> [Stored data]
- - - - - - -
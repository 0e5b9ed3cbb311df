use crate::output::UserOutput;
use warden::ipc::ControlClient;
use warden::ServiceAction;

pub async fn run_service_action(
    client: &ControlClient,
    name: &str,
    action: ServiceAction,
    out: &dyn UserOutput,
) -> anyhow::Result<()> {
    let answer = client.service_action(name, action).await?;
    if !answer.success {
        anyhow::bail!("{} {}: {}", action, name, answer.message);
    }
    out.success(&answer.message);
    Ok(())
}
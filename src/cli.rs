use clap::{Parser, Subcommand};
use std::path::PathBuf;
use warden::config::DEFAULT_CONFIG_PATH;

#[derive(Parser)]
#[command(name = "warden", version)]
#[command(about = "Warden - minimal init and service supervisor")]
pub struct Cli {
    /// Daemon config file
    #[arg(short, long, global = true, default_value = DEFAULT_CONFIG_PATH)]
    pub config: PathBuf,

    /// Control socket (overrides `socket_path` from the config file)
    #[arg(short, long, global = true)]
    pub socket: Option<PathBuf>,

    #[command(subcommand)]
    pub command: Commands,
}

#[derive(Subcommand)]
pub enum Commands {
    /// Run the supervisor daemon
    Daemon {
        /// Directory of .service files (overrides `services_dir`)
        #[arg(long)]
        services_dir: Option<PathBuf>,
    },
    /// Show the state of every service
    Status {
        /// Output as JSON
        #[arg(long)]
        json: bool,
    },
    /// Show daemon uptime and service counts per state
    Stats {
        /// Output as JSON
        #[arg(long)]
        json: bool,
    },
    /// Show client and daemon versions
    Version,
    /// Start a service
    Start {
        /// Service name
        name: String,
    },
    /// Stop a service
    Stop {
        /// Service name
        name: String,
    },
    /// Stop then start a service
    Restart {
        /// Service name
        name: String,
    },
    /// Re-read service definitions
    Reload {
        /// Service name
        name: String,
    },
    /// Kill a service with SIGKILL, bypassing its Shutdown command
    Kill {
        /// Service name
        name: String,
    },
    /// Stop all services and reboot the machine
    Reboot,
    /// Stop all services and power off the machine
    Shutdown,
    /// Re-execute the daemon binary
    Reexec,
}
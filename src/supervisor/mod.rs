//! Process supervision.
//!
//! [`ProcessOps`] is the seam to the operating system; [`ProcessSupervisor`]
//! implements the two start modes and the stop path on top of it.

mod ops;
mod process;

pub use ops::{Launched, NativeProcessOps, ProcessOps};
pub use process::{classify_completion, is_reap_race, Completion, ProcessSupervisor, StartOutcome};
use super::ops::ProcessOps;
use crate::error::{Error, Result};
use crate::service::{ServiceDefinition, ServiceEntry, ServiceKind, StartTicket};
use nix::sys::signal::Signal;
use std::io;
use std::process::ExitStatus;
use std::sync::Arc;

/// Wait errors reported when a self-daemonizing command was already reaped.
const WAIT_NO_CHILD: &str = "wait: no child processes";
const WAITID_NO_CHILD: &str = "waitid: no child processes";

/// How a run-to-completion command ended.
#[derive(Debug, Clone, PartialEq, Eq)]
pub enum Completion {
    Success,
    /// The wait reported "no child process": the command detached and was
    /// reaped before we could collect it. Counts as success.
    ReapRace,
    Failed(String),
}

/// Whether `err` is the "no child process" condition of a detached child.
pub fn is_reap_race(err: &io::Error) -> bool {
    if err.raw_os_error() == Some(nix::libc::ECHILD) {
        return true;
    }
    let message = err.to_string();
    message == WAIT_NO_CHILD || message == WAITID_NO_CHILD
}

pub fn classify_completion(result: &io::Result<ExitStatus>) -> Completion {
    match result {
        Ok(status) if status.success() => Completion::Success,
        Ok(status) => Completion::Failed(status.to_string()),
        Err(err) if is_reap_race(err) => Completion::ReapRace,
        Err(err) => Completion::Failed(err.to_string()),
    }
}

/// Result of a successful [`ProcessSupervisor::start`].
#[derive(Debug, Clone, Copy, PartialEq, Eq)]
pub enum StartOutcome {
    /// A oneshot or forking command exited successfully
    Completed,
    /// A oneshot or forking command detached before it could be reaped
    Detached,
    /// A simple service is running as `pid`, watched in the background
    Tracked { pid: u32 },
}

impl StartOutcome {
    pub fn pid(&self) -> Option<u32> {
        match self {
            StartOutcome::Tracked { pid } => Some(*pid),
            _ => None,
        }
    }
}

/// Starts and stops service processes, writing every state change to the
/// service's registry entry.
#[derive(Clone)]
pub struct ProcessSupervisor {
    ops: Arc<dyn ProcessOps>,
}

impl std::fmt::Debug for ProcessSupervisor {
    fn fmt(&self, f: &mut std::fmt::Formatter<'_>) -> std::fmt::Result {
        f.debug_struct("ProcessSupervisor").finish_non_exhaustive()
    }
}

impl ProcessSupervisor {
    pub fn new(ops: Arc<dyn ProcessOps>) -> Self {
        Self { ops }
    }

    pub fn ops(&self) -> &Arc<dyn ProcessOps> {
        &self.ops
    }

    /// Start the service behind `entry`.
    ///
    /// The record must be `NotStarted`; with `rearm` a record whose last run
    /// ended is accepted too. The check and the move to `Starting` happen
    /// under one lock hold, and a refused start leaves the record untouched.
    ///
    /// Oneshot and forking services are run to completion before this
    /// returns. A simple service returns as soon as it is launched; its exit
    /// is recorded by a background task.
    #[tracing::instrument(skip(self, entry), fields(service.name = %entry.name()))]
    pub async fn start(&self, entry: &Arc<ServiceEntry>, rearm: bool) -> Result<StartOutcome> {
        let ticket = entry.begin_start(rearm)?;
        if ticket.definition.kind.runs_to_completion() {
            self.run_to_completion(entry, ticket).await
        } else {
            self.start_tracked(entry, ticket)
        }
    }

    async fn run_to_completion(
        &self,
        entry: &Arc<ServiceEntry>,
        ticket: StartTicket,
    ) -> Result<StartOutcome> {
        let name = entry.name();
        let result = self.ops.run(&ticket.definition.startup, true).await;

        match classify_completion(&result) {
            Completion::Success => {
                entry.mark_started(ticket.run_id, None);
                tracing::info!(service = %name, "Started service");
                Ok(StartOutcome::Completed)
            }
            Completion::ReapRace => {
                entry.mark_started(ticket.run_id, None);
                tracing::info!(service = %name, "Started service (command detached)");
                Ok(StartOutcome::Detached)
            }
            Completion::Failed(reason) => {
                tracing::error!(service = %name, "Error starting service: {}", reason);
                entry.mark_errored(ticket.run_id, reason.clone());
                Err(Error::LaunchFailed(name.to_string(), reason))
            }
        }
    }

    fn start_tracked(&self, entry: &Arc<ServiceEntry>, ticket: StartTicket) -> Result<StartOutcome> {
        let name = entry.name().to_string();
        let launched = match self.ops.launch(&ticket.definition.startup) {
            Ok(launched) => launched,
            Err(e) => {
                tracing::error!(service = %name, "Service failed to launch: {}", e);
                entry.mark_errored(ticket.run_id, e.to_string());
                return Err(Error::LaunchFailed(name, e.to_string()));
            }
        };

        let pid = launched.pid;
        entry.mark_started(ticket.run_id, Some(pid));
        tracing::info!(service = %name, pid, "Started service");

        let watched = Arc::clone(entry);
        let run_id = ticket.run_id;
        tokio::spawn(async move {
            let message = match launched.exit.await {
                Ok(status) if status.success() => {
                    tracing::info!(service = %name, pid, "Service stopped");
                    None
                }
                Ok(status) => {
                    tracing::error!(service = %name, pid, "Service finished with error: {}", status);
                    Some(status.to_string())
                }
                Err(e) => {
                    tracing::error!(service = %name, pid, "Failed to wait for service: {}", e);
                    Some(e.to_string())
                }
            };
            if !watched.mark_exited(run_id, message) {
                tracing::debug!(service = %name, run_id, "Exit of a superseded run ignored");
            }
        });

        Ok(StartOutcome::Tracked { pid })
    }

    /// Stop path: run the Shutdown command, or signal the tracked PID of a
    /// simple service that has none.
    ///
    /// The exit code of a Shutdown command is not inspected; only failing to
    /// run it at all is an error.
    #[tracing::instrument(skip(self, definition), fields(service.name = %definition.name))]
    pub async fn exec_shutdown(&self, definition: &ServiceDefinition, pid: u32) -> Result<()> {
        if let Some(command) = &definition.shutdown {
            return match self.ops.run(command, false).await {
                Ok(status) => {
                    if !status.success() {
                        tracing::warn!(
                            service = %definition.name,
                            "Shutdown command finished with {}",
                            status
                        );
                    }
                    Ok(())
                }
                Err(e) if is_reap_race(&e) => Ok(()),
                Err(e) => Err(Error::ShutdownFailed(definition.name.clone(), e.to_string())),
            };
        }

        match definition.kind {
            ServiceKind::Simple if pid != 0 => {
                tracing::debug!(service = %definition.name, pid, "Sending SIGTERM");
                self.ops.signal(pid, Signal::SIGTERM)
            }
            ServiceKind::Simple => Err(Error::NotAlive(definition.name.clone())),
            _ => Err(Error::NoShutdownCommand(definition.name.clone())),
        }
    }

    /// SIGKILL the process group of `pid`.
    pub fn kill(&self, pid: u32) -> Result<()> {
        self.ops.signal(pid, Signal::SIGKILL)
    }
}

#[cfg(test)]
mod tests {
    use super::*;
    use std::os::unix::process::ExitStatusExt;

    #[test]
    fn reap_race_strings_are_recognized() {
        let err = io::Error::new(io::ErrorKind::Other, "wait: no child processes");
        assert!(is_reap_race(&err));
        let err = io::Error::new(io::ErrorKind::Other, "waitid: no child processes");
        assert!(is_reap_race(&err));
        assert!(is_reap_race(&io::Error::from_raw_os_error(nix::libc::ECHILD)));

        let err = io::Error::new(io::ErrorKind::Other, "wait: no child processes (again)");
        assert!(!is_reap_race(&err));
        let err = io::Error::new(io::ErrorKind::NotFound, "sh: not found");
        assert!(!is_reap_race(&err));
    }

    #[test]
    fn completion_classification() {
        assert_eq!(
            classify_completion(&Ok(ExitStatus::from_raw(0))),
            Completion::Success
        );
        // Raw wait status 0x100 is exit code 1
        assert!(matches!(
            classify_completion(&Ok(ExitStatus::from_raw(0x100))),
            Completion::Failed(_)
        ));
        assert_eq!(
            classify_completion(&Err(io::Error::new(
                io::ErrorKind::Other,
                WAITID_NO_CHILD
            ))),
            Completion::ReapRace
        );
    }

    #[test]
    fn start_outcome_pid() {
        assert_eq!(StartOutcome::Tracked { pid: 7 }.pid(), Some(7));
        assert_eq!(StartOutcome::Completed.pid(), None);
    }
}
use super::Supervisor;
use crate::config::{DaemonConfig, ServiceLoader};
use crate::error::Result;
use crate::liveness::Prober;
use crate::service::{Registry, ServiceDefinition};
use crate::supervisor::{NativeProcessOps, ProcessOps, ProcessSupervisor};
use std::sync::Arc;

/// Builder for constructing a [`Supervisor`] with a fluent API.
///
/// # Example
///
/// ```
/// use warden::service::{ServiceDefinition, ServiceKind};
/// use warden::Supervisor;
///
/// # fn example() -> Result<(), warden::Error> {
/// let supervisor = Supervisor::builder()
///     .definition(ServiceDefinition::new("net", ServiceKind::Oneshot, "true"))
///     .build()?;
/// assert_eq!(supervisor.registry().len(), 1);
/// # Ok(())
/// # }
/// ```
pub struct SupervisorBuilder {
    config: Option<DaemonConfig>,
    ops: Option<Arc<dyn ProcessOps>>,
    definitions: Vec<ServiceDefinition>,
    load_services: bool,
}

impl SupervisorBuilder {
    pub fn new() -> Self {
        Self {
            config: None,
            ops: None,
            definitions: Vec::new(),
            load_services: false,
        }
    }

    /// Set the daemon settings. Defaults to [`DaemonConfig::default`].
    pub fn config(mut self, config: DaemonConfig) -> Self {
        self.config = Some(config);
        self
    }

    /// Replace the OS process layer, mostly useful in tests.
    pub fn process_ops(mut self, ops: Arc<dyn ProcessOps>) -> Self {
        self.ops = Some(ops);
        self
    }

    /// Add a definition to the initial registry.
    pub fn definition(mut self, definition: ServiceDefinition) -> Self {
        self.definitions.push(definition);
        self
    }

    pub fn definitions(mut self, definitions: impl IntoIterator<Item = ServiceDefinition>) -> Self {
        self.definitions.extend(definitions);
        self
    }

    /// Load `services_dir` at build time and on every `reload`.
    pub fn load_services(mut self, load: bool) -> Self {
        self.load_services = load;
        self
    }

    /// Build the supervisor.
    ///
    /// Fails only when the settings are invalid or the services directory
    /// cannot be read; broken definition files are logged and skipped.
    pub fn build(self) -> Result<Arc<Supervisor>> {
        let config = self.config.unwrap_or_default();
        config.validate()?;

        let mut definitions = self.definitions;
        let loader = if self.load_services {
            let loader = ServiceLoader::new(&config.services_dir);
            let report = loader.load()?;
            if !report.failures.is_empty() {
                tracing::warn!(
                    "{} service definition(s) in {} were skipped",
                    report.failures.len(),
                    loader.dir().display()
                );
            }
            definitions.extend(report.definitions);
            Some(loader)
        } else {
            None
        };

        let ops = self.ops.unwrap_or_else(|| Arc::new(NativeProcessOps));
        let registry = Arc::new(Registry::from_definitions(definitions));
        tracing::info!("Loaded {} service(s)", registry.len());

        Ok(Arc::new(Supervisor::from_parts(
            registry,
            ProcessSupervisor::new(Arc::clone(&ops)),
            Prober::new(ops),
            config,
            loader,
        )))
    }
}

impl Default for SupervisorBuilder {
    fn default() -> Self {
        Self::new()
    }
}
- - - - - - -
> [Work item] Select every line of the records holding the string "instrument".

> [Output]
    #[tracing::instrument(skip(self, entry), fields(service.name = %entry.name()))]
    #[tracing::instrument(skip(self, definition), fields(service.name = %definition.name))]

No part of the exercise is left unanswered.